D'un geste las, il a allumé la télévision et guette le journal de Soir 3. Lorsque le présentateur apparaît enfin, Papa se tend vers lui comme s'il lui adressait personnellement la parole. Puis plus le temps passe, plus il se replie sur son canapé.

« Connard, le foot, c'est bien plus important !… ».

Et il éteint le récepteur avec une violence mal contenue.

Ce doit être vraiment grave parce que Papa adore le football.

Il ouvre une canette de bière, la vide d'un trait.

« Tu as mangé ? demande Maman d'un air désolé.

– Pas faim !… ».

Il téléphone.

Malgré les injonctions de Maman, Eloïse n'a pu se résoudre à aller se coucher. Elle écoute depuis le palier. Papa semble discuter avec un de ses collègues.

« T'as vu, même pas un mot !… Ouais, enfin, ça date de ce matin… Je sais, demain aux infos régionales, mais quand même !… Les vaches, ils avaient bien préparé leur coup : ils ont tout déménagé en moins de 24 heures, des Polaks il paraît. Roland a discuté avec un gars de chez Prébois : ils avaient réservé douze camions chez eux. Evidemment, ils n'ont pas traité avec un local, trop risqué. Ça devait rester secret. Le type dit que ça le dégoûte mais tu parles, il a pas craché dans la soupe… Ouais, je sais bien, il tient à sa place, qu'il en profite ! Il a même pas le droit de dire où ils ont emmené les machines : Pologne sûrement, mais ça pourrait tout aussi bien être la Roumanie ou la Lituanie… Tu parles, c'est beau l'Europe. Et nous, on va bosser où à présent ? ».

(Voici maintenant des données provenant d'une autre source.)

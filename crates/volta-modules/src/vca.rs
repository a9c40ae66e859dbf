//! Voltage controlled amplifier.
//!
//! Audio is written into the VCA itself; the amplitude CV arrives through a
//! separate [`VcaControl`] endpoint, usually fed by an envelope. Each input
//! has its own buffer, and a read multiplies them sample by sample.
//!
//! When one side has nothing buffered the other side is treated as playing
//! against silence: its samples are consumed and zeros are emitted. The VCA
//! never waits for a starved input.

use volta_core::compat::{Arc, Mutex};
use volta_core::{Processor, Reader, Result, RingBuffer, Writer, V};

type Shared = Arc<Mutex<RingBuffer>>;

/// Audio in via `write`, amplified audio out via `read`.
pub struct Vca {
    audio: RingBuffer,
    control: Shared,
    scratch: Vec<V>,
}

impl Vca {
    pub fn new() -> Self {
        Self {
            audio: RingBuffer::new(),
            control: Arc::new(Mutex::new(RingBuffer::new())),
            scratch: Vec::new(),
        }
    }

    /// Write endpoint for the amplitude CV.
    pub fn control(&self) -> VcaControl {
        VcaControl {
            buffer: Arc::clone(&self.control),
        }
    }

    /// Buffered (audio, control) sample counts.
    pub fn buffered(&self) -> (usize, usize) {
        (self.audio.len(), self.control.lock().len())
    }
}

impl Default for Vca {
    fn default() -> Self {
        Self::new()
    }
}

impl Reader for Vca {
    fn read(&mut self, buf: &mut [V]) -> Result<usize> {
        let mut control = self.control.lock();
        let audio_len = self.audio.len();
        let control_len = control.len();

        match (audio_len, control_len) {
            (0, 0) => Ok(0),
            (0, c) => {
                let n = c.min(buf.len());
                control.discard(n);
                buf[..n].fill(0.0);
                Ok(n)
            }
            (a, 0) => {
                let n = a.min(buf.len());
                self.audio.discard(n);
                buf[..n].fill(0.0);
                Ok(n)
            }
            (a, c) => {
                let n = a.min(c).min(buf.len());
                self.audio.read_block(&mut buf[..n]);
                if self.scratch.len() < n {
                    self.scratch.resize(n, 0.0);
                }
                control.read_block(&mut self.scratch[..n]);
                for (v, amp) in buf[..n].iter_mut().zip(&self.scratch[..n]) {
                    *v *= amp;
                }
                Ok(n)
            }
        }
    }
}

impl Writer for Vca {
    fn write(&mut self, buf: &[V]) -> Result<usize> {
        Ok(self.audio.write_block(buf))
    }
}

impl Processor for Vca {}

/// Amplitude input of a [`Vca`]. Cloneable; clones feed the same buffer.
#[derive(Clone)]
pub struct VcaControl {
    buffer: Shared,
}

impl VcaControl {
    pub fn len(&self) -> usize {
        self.buffer.lock().len()
    }

    pub fn is_empty(&self) -> bool {
        self.len() == 0
    }
}

impl Writer for VcaControl {
    fn write(&mut self, buf: &[V]) -> Result<usize> {
        Ok(self.buffer.lock().write_block(buf))
    }
}
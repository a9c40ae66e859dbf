//! Note events parsed from raw MIDI bytes.

use crate::{Error, Result};
use midi_msg::{ChannelVoiceMsg, MidiMsg};
use serde::{Deserialize, Serialize};

/// A note message on one of the 16 channels (`0..=15`).
#[derive(Debug, Clone, Copy, PartialEq, Eq, Serialize, Deserialize)]
pub enum MidiEvent {
    NoteOn { channel: u8, key: u8, velocity: u8 },
    NoteOff { channel: u8, key: u8, velocity: u8 },
}

impl MidiEvent {
    /// Parse one message. A note-on with velocity zero is a note-off.
    ///
    /// Messages other than note-on/note-off are [`Error::Unsupported`].
    pub fn from_bytes(bytes: &[u8]) -> Result<Self> {
        let (msg, _len) = MidiMsg::from_midi(bytes)?;
        match msg {
            MidiMsg::ChannelVoice { channel, msg } => {
                let channel = channel as u8;
                match msg {
                    ChannelVoiceMsg::NoteOn { note, velocity: 0 }
                    | ChannelVoiceMsg::NoteOff { note, velocity: _ } => Ok(MidiEvent::NoteOff {
                        channel,
                        key: note,
                        velocity: 0,
                    }),
                    ChannelVoiceMsg::NoteOn { note, velocity } => Ok(MidiEvent::NoteOn {
                        channel,
                        key: note,
                        velocity,
                    }),
                    _ => Err(Error::Unsupported("channel voice message other than note")),
                }
            }
            _ => Err(Error::Unsupported("expected a channel voice message")),
        }
    }

    pub fn note_on(channel: u8, key: u8, velocity: u8) -> Self {
        MidiEvent::NoteOn {
            channel,
            key,
            velocity,
        }
    }

    pub fn note_off(channel: u8, key: u8) -> Self {
        MidiEvent::NoteOff {
            channel,
            key,
            velocity: 0,
        }
    }

    pub fn channel(&self) -> u8 {
        match *self {
            MidiEvent::NoteOn { channel, .. } | MidiEvent::NoteOff { channel, .. } => channel,
        }
    }

    pub fn key(&self) -> u8 {
        match *self {
            MidiEvent::NoteOn { key, .. } | MidiEvent::NoteOff { key, .. } => key,
        }
    }

    /// Raw 3-byte encoding.
    pub fn to_bytes(&self) -> [u8; 3] {
        match *self {
            MidiEvent::NoteOn {
                channel,
                key,
                velocity,
            } => [0x90 | (channel & 0x0F), key & 0x7F, velocity & 0x7F],
            MidiEvent::NoteOff {
                channel,
                key,
                velocity,
            } => [0x80 | (channel & 0x0F), key & 0x7F, velocity & 0x7F],
        }
    }
}
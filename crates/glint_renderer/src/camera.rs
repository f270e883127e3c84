//! Pinhole camera for primary ray generation.

use glint_math::{Ray, Vec3};

/// Pinhole camera with an explicit image plane.
///
/// The basis `(u, v, w)` is orthonormal with `w` pointing away from the view
/// direction. The image plane spans `[left, right] x [bottom, top]` at
/// distance `focal_distance` along `-w`.
#[derive(Debug, Clone, Copy, PartialEq)]
pub struct Camera {
    eye: Vec3,
    u: Vec3,
    v: Vec3,
    w: Vec3,

    // Image plane bounds
    left: f32,
    right: f32,
    bottom: f32,
    top: f32,
    focal_distance: f32,

    // Resolution in pixels
    nx: u32,
    ny: u32,
}

impl Camera {
    /// Create a camera at `eye` with an explicit basis.
    ///
    /// Starts with a 0.2 x 0.2 image plane at focal distance 0.1 (a 90 degree
    /// field of view) and a 512 x 512 resolution.
    pub fn new(eye: Vec3, u: Vec3, v: Vec3, w: Vec3) -> Self {
        Self {
            eye,
            u,
            v,
            w,
            left: -0.1,
            right: 0.1,
            bottom: -0.1,
            top: 0.1,
            focal_distance: 0.1,
            nx: 512,
            ny: 512,
        }
    }

    /// Create a camera at `eye` looking toward `target`.
    ///
    /// `up` must not be parallel to the view direction.
    pub fn look_at(eye: Vec3, target: Vec3, up: Vec3) -> Self {
        let w = (eye - target).normalize();
        let u = up.cross(w).normalize();
        let v = w.cross(u);
        Self::new(eye, u, v, w)
    }

    /// Set the image plane bounds.
    pub fn with_image_plane(mut self, left: f32, right: f32, bottom: f32, top: f32) -> Self {
        self.left = left;
        self.right = right;
        self.bottom = bottom;
        self.top = top;
        self
    }

    /// Set the distance from the eye to the image plane (> 0).
    pub fn with_focal_distance(mut self, d: f32) -> Self {
        self.focal_distance = d;
        self
    }

    /// Set image resolution (both > 0).
    pub fn with_resolution(mut self, nx: u32, ny: u32) -> Self {
        self.nx = nx;
        self.ny = ny;
        self
    }

    /// Horizontal resolution in pixels.
    pub fn width(&self) -> u32 {
        self.nx
    }

    /// Vertical resolution in pixels.
    pub fn height(&self) -> u32 {
        self.ny
    }

    /// Camera position.
    pub fn eye(&self) -> Vec3 {
        self.eye
    }

    /// Camera basis `(u, v, w)`.
    pub fn basis(&self) -> (Vec3, Vec3, Vec3) {
        (self.u, self.v, self.w)
    }

    /// Generate the primary ray through pixel-space location `(i, j)`.
    ///
    /// `(i, j)` may be fractional; integer coordinates address the pixel's
    /// lower-left corner, and the ray passes through `(i + 0.5, j + 0.5)`.
    /// `j = 0` is the bottom row of the image plane.
    pub fn generate_ray(&self, i: f32, j: f32) -> Ray {
        let u_coord = self.left + (self.right - self.left) * (i + 0.5) / self.nx as f32;
        let v_coord = self.bottom + (self.top - self.bottom) * (j + 0.5) / self.ny as f32;
        let direction = self.u * u_coord + self.v * v_coord - self.w * self.focal_distance;
        Ray::new(self.eye, direction)
    }
}

impl Default for Camera {
    /// The reference camera: eye at the origin looking down `-Z`.
    fn default() -> Self {
        Self::new(Vec3::ZERO, Vec3::X, Vec3::Y, Vec3::Z)
    }
}
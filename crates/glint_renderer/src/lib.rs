//! Glint Renderer - CPU Whitted-style ray casting
//!
//! Casts primary rays from a pinhole camera into a small analytic scene and
//! shades the nearest hit with ambient, diffuse and specular terms from a
//! single point light, with hard shadows and optional jittered supersampling.
//!
//! The output is a flat buffer of gamma-corrected RGB floats; presenting it
//! is left to the caller.

mod bucket;
mod camera;
mod config;
mod material;
mod plane;
mod renderer;
mod sampling;
mod scene;
mod sphere;
mod surface;

pub use bucket::{generate_buckets, render_bucket, Bucket, BucketResult, DEFAULT_BUCKET_SIZE};
pub use camera::Camera;
pub use config::{CameraConfig, ConfigError, ConfigResult, Settings};
pub use material::{Color, Material};
pub use plane::Plane;
pub use renderer::{
    clamp_color, gamma_correct, in_shadow, render, render_pixel, shade, trace, PixelBuffer,
    PointLight, RenderConfig, ANTIALIAS_SAMPLES,
};
pub use sampling::{gen_f32, pixel_jitter, stream_rng};
pub use scene::{HitRecord, Scene};
pub use sphere::Sphere;
pub use surface::{Surface, SurfaceHit};

/// Re-export Vec3 and common math types from glint_math
pub use glint_math::{Interval, Ray, Vec3};
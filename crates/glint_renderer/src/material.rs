//! Local-illumination material coefficients.

use glint_math::Vec3;
use serde::{Deserialize, Serialize};

/// Color type alias (RGB values typically 0-1)
pub type Color = Vec3;

/// Ambient, diffuse and specular reflectance of a surface.
///
/// Components are in [0, 1] by convention; nothing enforces it.
/// Materials are plain values, copied into every hit record.
#[derive(Debug, Clone, Copy, PartialEq, Default, Serialize, Deserialize)]
pub struct Material {
    /// Ambient reflectance
    pub ka: Color,
    /// Diffuse reflectance, also the surface's reported color
    pub kd: Color,
    /// Specular reflectance
    pub ks: Color,
    /// Specular exponent (>= 0)
    pub spec_power: f32,
}

impl Material {
    /// Create a new material from its coefficients.
    pub const fn new(ka: Color, kd: Color, ks: Color, spec_power: f32) -> Self {
        Self {
            ka,
            kd,
            ks,
            spec_power,
        }
    }

    /// A purely diffuse material: no specular term.
    pub const fn matte(ka: Color, kd: Color) -> Self {
        Self::new(ka, kd, Color::ZERO, 0.0)
    }
}
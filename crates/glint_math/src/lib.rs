// Re-export glam for convenience
pub use glam::*;

// Glint math types
mod interval;
mod ray;
pub use interval::Interval;
pub use ray::Ray;
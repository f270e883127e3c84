/// A closed interval `[min, max]` of f32 values.
#[derive(Debug, Clone, Copy, PartialEq)]
pub struct Interval {
    pub min: f32,
    pub max: f32,
}

impl Interval {
    /// The unit interval [0, 1], the valid range of a color channel.
    pub const UNIT: Interval = Interval { min: 0.0, max: 1.0 };

    /// Clamps x to be within the interval [min, max].
    pub fn clamp(&self, x: f32) -> f32 {
        x.clamp(self.min, self.max)
    }
}
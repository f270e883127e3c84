//! Bucket-based tile rendering.
//!
//! Divides the image into tiles (buckets) that can be rendered
//! independently and in parallel using rayon.

use crate::renderer::render_pixel;
use crate::{Camera, Color, RenderConfig, Scene};
use rand::RngCore;

/// A rectangular region of the image to render.
#[derive(Debug, Clone, Copy, PartialEq, Eq)]
pub struct Bucket {
    /// Column of the bucket's first pixel
    pub x: u32,
    /// Row of the bucket's first pixel
    pub y: u32,
    /// Width of the bucket in pixels
    pub width: u32,
    /// Height of the bucket in pixels
    pub height: u32,
    /// Index of this bucket in the grid (row-major)
    pub index: usize,
}

impl Bucket {
    /// Create a new bucket.
    pub fn new(x: u32, y: u32, width: u32, height: u32, index: usize) -> Self {
        Self {
            x,
            y,
            width,
            height,
            index,
        }
    }

    /// Get the total number of pixels in this bucket.
    pub fn pixel_count(&self) -> u32 {
        self.width * self.height
    }
}

/// Default bucket size in pixels.
pub const DEFAULT_BUCKET_SIZE: u32 = 64;

/// Generate buckets covering a `width x height` image.
///
/// Buckets come back in row-major grid order; the last column and row
/// are clipped to the image. `bucket_size` must be positive.
pub fn generate_buckets(width: u32, height: u32, bucket_size: u32) -> Vec<Bucket> {
    let mut buckets = Vec::new();

    let mut y = 0;
    while y < height {
        let mut x = 0;
        while x < width {
            let bw = bucket_size.min(width - x);
            let bh = bucket_size.min(height - y);
            buckets.push(Bucket::new(x, y, bw, bh, buckets.len()));
            x += bucket_size;
        }
        y += bucket_size;
    }

    buckets
}

/// Render a single bucket to a vector of colors.
///
/// Returns pixels in row-major order within the bucket.
pub fn render_bucket(
    bucket: &Bucket,
    camera: &Camera,
    scene: &Scene,
    config: &RenderConfig,
    rng: &mut dyn RngCore,
) -> Vec<Color> {
    let mut pixels = Vec::with_capacity(bucket.pixel_count() as usize);

    for local_y in 0..bucket.height {
        for local_x in 0..bucket.width {
            let i = bucket.x + local_x;
            let j = bucket.y + local_y;
            pixels.push(render_pixel(camera, scene, i, j, config, rng));
        }
    }

    pixels
}

/// Result of rendering a bucket.
#[derive(Debug, Clone)]
pub struct BucketResult {
    /// The bucket that was rendered
    pub bucket: Bucket,
    /// Pixel colors in row-major order
    pub pixels: Vec<Color>,
}

impl BucketResult {
    /// Create a new bucket result.
    pub fn new(bucket: Bucket, pixels: Vec<Color>) -> Self {
        Self { bucket, pixels }
    }
}
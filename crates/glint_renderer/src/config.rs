//! Render settings loaded from JSON.
//!
//! Every field is optional in the file; anything missing falls back to the
//! reference setup (512 x 512, 90 degree view down `-Z`, light at (-4, 4, -3)).

use std::path::{Path, PathBuf};

use glint_math::Vec3;
use serde::{Deserialize, Serialize};
use thiserror::Error;

use crate::{Camera, RenderConfig};

/// Errors that can occur while loading settings.
#[derive(Error, Debug)]
pub enum ConfigError {
    #[error("IO error reading {}: {source}", path.display())]
    Io {
        path: PathBuf,
        #[source]
        source: std::io::Error,
    },

    #[error("Parse error: {0}")]
    Parse(#[from] serde_json::Error),

    #[error("Invalid {field}: {reason}")]
    Invalid { field: &'static str, reason: String },
}

/// Result type for configuration operations.
pub type ConfigResult<T> = Result<T, ConfigError>;

/// Camera description, convertible to an immutable [`Camera`].
#[derive(Debug, Clone, Copy, PartialEq, Serialize, Deserialize)]
#[serde(default)]
pub struct CameraConfig {
    pub eye: Vec3,
    pub u: Vec3,
    pub v: Vec3,
    pub w: Vec3,
    pub left: f32,
    pub right: f32,
    pub bottom: f32,
    pub top: f32,
    pub focal_distance: f32,
    pub width: u32,
    pub height: u32,
}

impl Default for CameraConfig {
    fn default() -> Self {
        Self {
            eye: Vec3::ZERO,
            u: Vec3::X,
            v: Vec3::Y,
            w: Vec3::Z,
            left: -0.1,
            right: 0.1,
            bottom: -0.1,
            top: 0.1,
            focal_distance: 0.1,
            width: 512,
            height: 512,
        }
    }
}

impl CameraConfig {
    /// Build the camera.
    pub fn build(&self) -> Camera {
        Camera::new(self.eye, self.u, self.v, self.w)
            .with_image_plane(self.left, self.right, self.bottom, self.top)
            .with_focal_distance(self.focal_distance)
            .with_resolution(self.width, self.height)
    }
}

/// Top-level settings file.
#[derive(Debug, Clone, Default, PartialEq, Serialize, Deserialize)]
#[serde(default)]
pub struct Settings {
    pub camera: CameraConfig,
    pub render: RenderConfig,
}

impl Settings {
    /// Parse and validate settings from a JSON string.
    pub fn from_json_str(json: &str) -> ConfigResult<Self> {
        let settings: Settings = serde_json::from_str(json)?;
        settings.validate()?;
        Ok(settings)
    }

    /// Load and validate settings from a JSON file.
    pub fn load<P: AsRef<Path>>(path: P) -> ConfigResult<Self> {
        let path = path.as_ref();
        let json = std::fs::read_to_string(path).map_err(|source| ConfigError::Io {
            path: path.to_path_buf(),
            source,
        })?;
        let settings = Self::from_json_str(&json)?;
        log::info!("Loaded settings from {}", path.display());
        Ok(settings)
    }

    /// Check the preconditions the renderer relies on.
    pub fn validate(&self) -> ConfigResult<()> {
        let camera = &self.camera;
        let render = &self.render;

        require(camera.width > 0, "camera.width", "must be positive")?;
        require(camera.height > 0, "camera.height", "must be positive")?;
        // 8-bit output and the image writers address channels with u32
        require(
            camera
                .width
                .checked_mul(camera.height)
                .and_then(|n| n.checked_mul(3))
                .is_some(),
            "camera.width",
            "width * height * 3 must fit in a u32",
        )?;
        require(
            camera.focal_distance > 0.0,
            "camera.focal_distance",
            "must be positive",
        )?;
        require(camera.left < camera.right, "camera.left", "must be less than camera.right")?;
        require(camera.bottom < camera.top, "camera.bottom", "must be less than camera.top")?;
        for (field, axis) in [("camera.u", camera.u), ("camera.v", camera.v), ("camera.w", camera.w)] {
            require(
                (axis.length() - 1.0).abs() < 1e-3,
                field,
                "must be a unit vector",
            )?;
        }
        require(camera.eye.is_finite(), "camera.eye", "must be finite")?;

        require(
            render.samples_per_pixel > 0,
            "render.samples_per_pixel",
            "must be positive",
        )?;
        require(
            render.gamma.is_finite() && render.gamma > 0.0,
            "render.gamma",
            "must be positive",
        )?;
        require(
            render.shadow_epsilon.is_finite() && render.shadow_epsilon >= 0.0,
            "render.shadow_epsilon",
            "must be non-negative",
        )?;
        require(render.bucket_size > 0, "render.bucket_size", "must be positive")?;
        require(
            render.light.position.is_finite(),
            "render.light.position",
            "must be finite",
        )?;

        Ok(())
    }
}

fn require(ok: bool, field: &'static str, reason: &str) -> ConfigResult<()> {
    if ok {
        Ok(())
    } else {
        Err(ConfigError::Invalid {
            field,
            reason: reason.to_string(),
        })
    }
}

Papa et Maman ont encore un peu discuté. Jusque-là, Maman semblait très calme, très digne. Et puis elle a craqué. C'était la première fois qu'Eloïse voyait sa mère dans cet état. Papa, au contraire, semblait reprendre courage, comme si la défaillance de l'un redonnait de l'allant à l'autre. Et il susurrait à l'oreille de Maman qui demandait ce qu'on allait devenir :

« T'en fais pas, des tourneurs, on en demande partout, surtout avec de l'expérience. Y a de l'offre ! De toute façon, ça battait de l'aile, pas assez compétitif. Je mettrai pas longtemps à trouver un poste mieux payé, tu peux me faire confiance. Et puis on forme une famille. Tu vois, on est unis, on se serre les coudes. Tant qu'on sera ensemble, rien ne pourra nous arriver ! ».